Content starts

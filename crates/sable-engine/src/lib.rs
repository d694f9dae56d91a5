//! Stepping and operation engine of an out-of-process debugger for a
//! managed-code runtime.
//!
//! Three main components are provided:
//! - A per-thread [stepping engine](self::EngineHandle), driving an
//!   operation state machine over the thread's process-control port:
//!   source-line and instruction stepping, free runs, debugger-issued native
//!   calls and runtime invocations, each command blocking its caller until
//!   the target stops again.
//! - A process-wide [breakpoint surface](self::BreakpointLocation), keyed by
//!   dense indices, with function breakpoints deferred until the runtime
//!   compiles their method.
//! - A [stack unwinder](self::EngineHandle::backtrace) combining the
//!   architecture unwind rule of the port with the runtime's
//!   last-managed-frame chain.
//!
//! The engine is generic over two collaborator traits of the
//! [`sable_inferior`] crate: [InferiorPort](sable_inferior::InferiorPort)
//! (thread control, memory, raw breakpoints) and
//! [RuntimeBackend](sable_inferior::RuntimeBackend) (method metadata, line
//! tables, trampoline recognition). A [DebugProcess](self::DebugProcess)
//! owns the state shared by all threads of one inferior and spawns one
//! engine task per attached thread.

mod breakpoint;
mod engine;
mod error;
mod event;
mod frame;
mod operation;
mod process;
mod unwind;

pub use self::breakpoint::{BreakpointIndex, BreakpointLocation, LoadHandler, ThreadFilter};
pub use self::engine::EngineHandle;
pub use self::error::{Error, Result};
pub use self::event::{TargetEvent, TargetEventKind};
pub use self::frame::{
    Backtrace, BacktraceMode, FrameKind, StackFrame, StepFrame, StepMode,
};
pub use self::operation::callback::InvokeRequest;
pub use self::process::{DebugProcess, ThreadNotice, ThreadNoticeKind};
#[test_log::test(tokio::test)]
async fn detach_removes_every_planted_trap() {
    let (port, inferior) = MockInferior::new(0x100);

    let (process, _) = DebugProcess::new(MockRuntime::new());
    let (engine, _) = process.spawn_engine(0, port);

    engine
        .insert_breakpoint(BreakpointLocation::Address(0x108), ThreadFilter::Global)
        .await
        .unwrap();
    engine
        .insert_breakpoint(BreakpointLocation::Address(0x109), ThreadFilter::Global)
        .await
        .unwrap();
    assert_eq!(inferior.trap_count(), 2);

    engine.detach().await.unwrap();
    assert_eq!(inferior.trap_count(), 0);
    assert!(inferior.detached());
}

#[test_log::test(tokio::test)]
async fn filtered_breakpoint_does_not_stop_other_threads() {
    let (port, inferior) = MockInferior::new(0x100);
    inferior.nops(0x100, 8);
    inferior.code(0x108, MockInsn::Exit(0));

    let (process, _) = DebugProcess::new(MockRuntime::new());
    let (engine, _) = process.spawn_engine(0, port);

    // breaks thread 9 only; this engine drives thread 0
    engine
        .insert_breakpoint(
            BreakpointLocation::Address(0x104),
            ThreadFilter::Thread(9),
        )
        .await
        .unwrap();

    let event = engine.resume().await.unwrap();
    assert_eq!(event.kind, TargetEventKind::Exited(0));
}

Content ends
Content starts

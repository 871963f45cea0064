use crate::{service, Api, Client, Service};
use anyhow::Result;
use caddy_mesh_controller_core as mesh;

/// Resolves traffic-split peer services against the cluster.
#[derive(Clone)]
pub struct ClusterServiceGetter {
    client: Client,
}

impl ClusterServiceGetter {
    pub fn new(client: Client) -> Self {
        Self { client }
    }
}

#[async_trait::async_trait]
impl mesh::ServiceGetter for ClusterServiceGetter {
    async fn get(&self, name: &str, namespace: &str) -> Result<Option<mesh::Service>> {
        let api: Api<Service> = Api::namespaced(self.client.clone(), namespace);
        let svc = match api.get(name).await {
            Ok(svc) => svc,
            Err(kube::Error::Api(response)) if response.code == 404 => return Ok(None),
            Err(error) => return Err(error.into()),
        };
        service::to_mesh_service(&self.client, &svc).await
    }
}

Content ends

→ **AIM OF THE EXERCISE**
From the listing above, count every line where the word "Address" occurs; the answer is that number and nothing else.

→ **RESPONSE BOX**
3